The results in the New Jersey and Virginia races underscored the difficulties Mr. Obama is having transforming his historic victory a year ago into either a sustained electoral advantage for Democrats or a commanding ideological position over conservatives in legislative battles.
The coalition that swept him into the White House was absent on Tuesday night, with evidence that the young, African-American and first-time voters who supported Mr. Obama failed to turn out to help the Democrats Mr. Obama had campaigned for: Gov. Jon S. Corzine in New Jersey and R. Creigh Deeds in Virginia. (There are no exit polls in the upstate Congressional race to provide demographic information on the electoral outcome.)
Independent voters who had flocked to Mr. Obama in Virginia and New Jersey last year shifted on Tuesday to the Republican candidates in both states, Christopher J. Christie in New Jersey and Robert F. McDonnell in Virginia, according to exit polls in both states. That is a swing that will certainly be noted by moderate Congressional Democrats facing re-election next year, who may now be more reluctant to support Mr. Obama on tough votes in Congress.
Let's take a minute to recall whether the Democratic campaigns in New Jersey and Virginia wanted voters to think they had anything to do with Obama. Those flashbacks to '08 are brought to you by the Democratic Party.
But DNC head Tim Kaine has this to say about those races that had absolutely nothing to do with Obama:
Kaine said that both Democratic hopefuls, Creigh Deeds and Jon Corzine, were strong candidates, but faced uphill battles. Both states tend to vote for the party that is not in power in the White House in their off-year gubernatorial elections. "It would have been historic if not unprecedented to win one or both of these races given historical trends,'' he said.

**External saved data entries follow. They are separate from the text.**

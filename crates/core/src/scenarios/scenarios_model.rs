//! Valuation scenario domain models.

use rust_decimal::Decimal;
use serde::{Deserialize, Serialize};
use uuid::Uuid;

use crate::constants::{BASE_SCENARIO_ID, CONSERVATIVE_SCENARIO_ID, OPTIMISTIC_SCENARIO_ID};

#[derive(Debug, Clone, Copy, Serialize, Deserialize, PartialEq, Eq, Hash)]
#[serde(rename_all = "SCREAMING_SNAKE_CASE")]
pub enum ScenarioType {
    Conservative,
    Base,
    Optimistic,
    Custom,
}

/// Definition of one scenario variant.
///
/// `multiplier_adjustment` is a relative factor on the adjusted multiple:
/// 0.8 is a 20 % haircut, 1.0 leaves the multiple unchanged.
#[derive(Debug, Clone, Serialize, Deserialize, PartialEq)]
#[serde(rename_all = "camelCase")]
pub struct ScenarioConfig {
    pub id: String,
    pub name: String,
    pub scenario_type: ScenarioType,
    pub multiplier_adjustment: f64,
}

impl ScenarioConfig {
    pub fn new(
        id: impl Into<String>,
        name: impl Into<String>,
        scenario_type: ScenarioType,
        multiplier_adjustment: f64,
    ) -> Self {
        Self {
            id: id.into(),
            name: name.into(),
            scenario_type,
            multiplier_adjustment,
        }
    }

    /// A user-defined scenario with a generated id.
    pub fn custom(name: impl Into<String>, multiplier_adjustment: f64) -> Self {
        Self::new(
            Uuid::new_v4().to_string(),
            name,
            ScenarioType::Custom,
            multiplier_adjustment,
        )
    }

    /// Conservative, base and optimistic, in display order.
    pub fn default_set() -> Vec<Self> {
        vec![
            Self::new(
                CONSERVATIVE_SCENARIO_ID,
                "Conservative",
                ScenarioType::Conservative,
                0.8,
            ),
            Self::new(BASE_SCENARIO_ID, "Base", ScenarioType::Base, 1.0),
            Self::new(
                OPTIMISTIC_SCENARIO_ID,
                "Optimistic",
                ScenarioType::Optimistic,
                1.2,
            ),
        ]
    }
}

/// Valuation recomputed under one scenario.
#[derive(Debug, Clone, Serialize, Deserialize, PartialEq)]
#[serde(rename_all = "camelCase")]
pub struct ScenarioResult {
    pub id: String,
    pub name: String,
    pub scenario_type: ScenarioType,
    pub multiplier_adjustment: f64,
    /// Multiple after applying the adjustment
    pub multiple: f64,
    pub valuation: Decimal,
    /// `valuation - acquisition cost`; absent without an acquisition cost
    #[serde(skip_serializing_if = "Option::is_none")]
    pub net_return: Option<Decimal>,
    /// Net return over acquisition cost, in percent
    #[serde(skip_serializing_if = "Option::is_none")]
    pub roi_pct: Option<Decimal>,
    #[serde(skip)]
    pub(crate) raw_valuation: f64,
}

impl ScenarioResult {
    /// Valuation before display rounding, used for comparisons.
    pub fn raw_valuation(&self) -> f64 {
        self.raw_valuation
    }
}
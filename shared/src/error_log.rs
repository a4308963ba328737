//! Error vocabulary of the downstream collection server
//!
//! The collector records rejected readings with one of these codes. The
//! relay reuses the same shape for its own failure responses so a caller
//! sees one error format on both hops.

use serde::{Deserialize, Serialize};
use std::fmt;

/// Maximum length of [`ErrorReport::description`], in characters
pub const MAX_DESCRIPTION_LEN: usize = 100;

/// Maximum length of [`ErrorReport::raw_data`], in characters
pub const MAX_RAW_DATA_LEN: usize = 256;

#[derive(Debug, Clone, Copy, Default, PartialEq, Eq, Hash, Serialize, Deserialize)]
#[serde(rename_all = "SCREAMING_SNAKE_CASE")]
pub enum ErrorCode {
    UnknownFormat,
    MissingColumn,
    MissingFieldInRawReading,
    InvalidColumnName,
    InvalidColumnValue,
    InvalidFieldInRawReading,
    FormulaProcessMeasurementError,
    ExtraneousKeyValuePairInMeasurement,
    #[default]
    OtherError,
}

impl ErrorCode {
    pub const ALL: [ErrorCode; 9] = [
        ErrorCode::UnknownFormat,
        ErrorCode::MissingColumn,
        ErrorCode::MissingFieldInRawReading,
        ErrorCode::InvalidColumnName,
        ErrorCode::InvalidColumnValue,
        ErrorCode::InvalidFieldInRawReading,
        ErrorCode::FormulaProcessMeasurementError,
        ErrorCode::ExtraneousKeyValuePairInMeasurement,
        ErrorCode::OtherError,
    ];

    /// Wire name, e.g. `MISSING_COLUMN`
    pub fn as_str(&self) -> &'static str {
        match self {
            ErrorCode::UnknownFormat => "UNKNOWN_FORMAT",
            ErrorCode::MissingColumn => "MISSING_COLUMN",
            ErrorCode::MissingFieldInRawReading => "MISSING_FIELD_IN_RAW_READING",
            ErrorCode::InvalidColumnName => "INVALID_COLUMN_NAME",
            ErrorCode::InvalidColumnValue => "INVALID_COLUMN_VALUE",
            ErrorCode::InvalidFieldInRawReading => "INVALID_FIELD_IN_RAW_READING",
            ErrorCode::FormulaProcessMeasurementError => "FORMULA_PROCESS_MEASUREMENT_ERROR",
            ErrorCode::ExtraneousKeyValuePairInMeasurement => {
                "EXTRANEOUS_KEY_VALUE_PAIR_IN_MEASUREMENT"
            }
            ErrorCode::OtherError => "OTHER_ERROR",
        }
    }

    /// Human-readable label
    pub fn label(&self) -> &'static str {
        match self {
            ErrorCode::UnknownFormat => "Unknown Format",
            ErrorCode::MissingColumn => "Missing Column",
            ErrorCode::MissingFieldInRawReading => "Missing Field In Raw Reading",
            ErrorCode::InvalidColumnName => "Invalid Column Name",
            ErrorCode::InvalidColumnValue => "Invalid Column Value",
            ErrorCode::InvalidFieldInRawReading => "Invalid Field In Raw Reading",
            ErrorCode::FormulaProcessMeasurementError => {
                "Error When Formula Processing Measurement"
            }
            ErrorCode::ExtraneousKeyValuePairInMeasurement => {
                "Extraneous Key-Value Pair In Measurement"
            }
            ErrorCode::OtherError => "Other Error",
        }
    }
}

impl fmt::Display for ErrorCode {
    fn fmt(&self, f: &mut fmt::Formatter<'_>) -> fmt::Result {
        f.write_str(self.as_str())
    }
}

/// One error-log record
#[derive(Debug, Clone, PartialEq, Eq, Serialize, Deserialize)]
pub struct ErrorReport {
    pub error_code: ErrorCode,
    pub description: String,
    pub raw_data: String,
}

impl ErrorReport {
    /// Build a report, truncating `description` and `raw_data` to the
    /// collector's column limits
    pub fn new(
        error_code: ErrorCode,
        description: impl AsRef<str>,
        raw_data: impl AsRef<str>,
    ) -> Self {
        Self {
            error_code,
            description: truncate_chars(description.as_ref(), MAX_DESCRIPTION_LEN),
            raw_data: truncate_chars(raw_data.as_ref(), MAX_RAW_DATA_LEN),
        }
    }
}

fn truncate_chars(s: &str, max: usize) -> String {
    match s.char_indices().nth(max) {
        Some((idx, _)) => s[..idx].to_string(),
        None => s.to_string(),
    }
}
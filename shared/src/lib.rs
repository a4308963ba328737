//! Field Relay Shared Types
//!
//! This crate provides the payload type, radio framing codec and error
//! vocabulary shared between the relay on the sensor device and the ground
//! relay node on the other end of the radio link.

pub mod codec;
pub mod error_log;

use serde::{Deserialize, Serialize};
use serde_json::{Map, Value};
use std::fmt;

pub use error_log::{ErrorCode, ErrorReport};

/// Configuration keys read from the process environment
pub mod keys {
    /// Enables forwarding over the radio transceiver
    pub const ENABLE_RADIO_TRANSMISSION: &str = "ENABLE_RADIO_TRANSMISSION";

    /// Enables forwarding to the LAN collection server
    pub const ENABLE_INTERNET_TRANSMISSION: &str = "ENABLE_INTERNET_TRANSMISSION";

    /// Selects `https` instead of `http` for the LAN server
    pub const LAN_SERVER_HTTPS: &str = "LAN_SERVER_HTTPS";

    /// LAN server host
    pub const LAN_SERVER_IP: &str = "LAN_SERVER_IP";

    /// LAN server port
    pub const LAN_PORT: &str = "LAN_PORT";

    /// Directory holding every component's log file
    pub const LOG_DIRECTORY: &str = "LOG_DIRECTORY";

    /// Log file name for the inbound relay handler
    pub const RELAY_LOG_FILE: &str = "RELAY_LOG_FILE";

    /// Log file name for the outbound web client
    pub const WEB_CLIENT_LOG_FILE: &str = "WEB_CLIENT_LOG_FILE";

    /// Log file name for the radio transceiver
    pub const TRANSCEIVER_LOG_FILE: &str = "TRANSCEIVER_LOG_FILE";
}

/// A sensor reading as received from the device's instrumentation.
///
/// The relay treats it as an opaque JSON object: keys and values are passed
/// through untouched and no schema is enforced.
#[derive(Debug, Clone, Default, PartialEq, Serialize, Deserialize)]
#[serde(transparent)]
pub struct Payload(Map<String, Value>);

impl Payload {
    /// Create an empty payload
    pub fn new() -> Self {
        Self(Map::new())
    }

    /// Parse a payload from raw JSON bytes; anything but a JSON object is rejected
    pub fn from_slice(bytes: &[u8]) -> serde_json::Result<Self> {
        serde_json::from_slice(bytes)
    }

    /// Insert a field, returning the previous value if any
    pub fn insert(&mut self, key: impl Into<String>, value: impl Into<Value>) -> Option<Value> {
        self.0.insert(key.into(), value.into())
    }

    pub fn get(&self, key: &str) -> Option<&Value> {
        self.0.get(key)
    }

    pub fn len(&self) -> usize {
        self.0.len()
    }

    pub fn is_empty(&self) -> bool {
        self.0.is_empty()
    }

    /// Serialize to compact JSON bytes
    pub fn to_vec(&self) -> serde_json::Result<Vec<u8>> {
        serde_json::to_vec(self)
    }
}

impl From<Map<String, Value>> for Payload {
    fn from(map: Map<String, Value>) -> Self {
        Self(map)
    }
}

/// Compact JSON, which is also what the audit logs record
impl fmt::Display for Payload {
    fn fmt(&self, f: &mut fmt::Formatter<'_>) -> fmt::Result {
        match serde_json::to_string(&self.0) {
            Ok(json) => f.write_str(&json),
            Err(_) => f.write_str("{}"),
        }
    }
}

/// Outbound channel chosen for a single inbound reading
#[derive(Debug, Clone, Copy, PartialEq, Eq, Serialize, Deserialize)]
#[serde(rename_all = "lowercase")]
pub enum Channel {
    Radio,
    Internet,
    /// No channel enabled; the reading is accepted and dropped
    None,
}

impl fmt::Display for Channel {
    fn fmt(&self, f: &mut fmt::Formatter<'_>) -> fmt::Result {
        match self {
            Channel::Radio => write!(f, "radio"),
            Channel::Internet => write!(f, "internet"),
            Channel::None => write!(f, "none"),
        }
    }
}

Kaine downplayed the notion that these races were a referendum on President Obama.
"These races turned on local and state issues and circumstances and on the candidates in each race - and despite what some will certainly claim - the results are not predictive of the future or reflective of the national mood or political environment,'' he said.
Indeed, a Republican winning statewide election in New Jersey for the first time in 12 years was utterly expected, Gov. Kaine.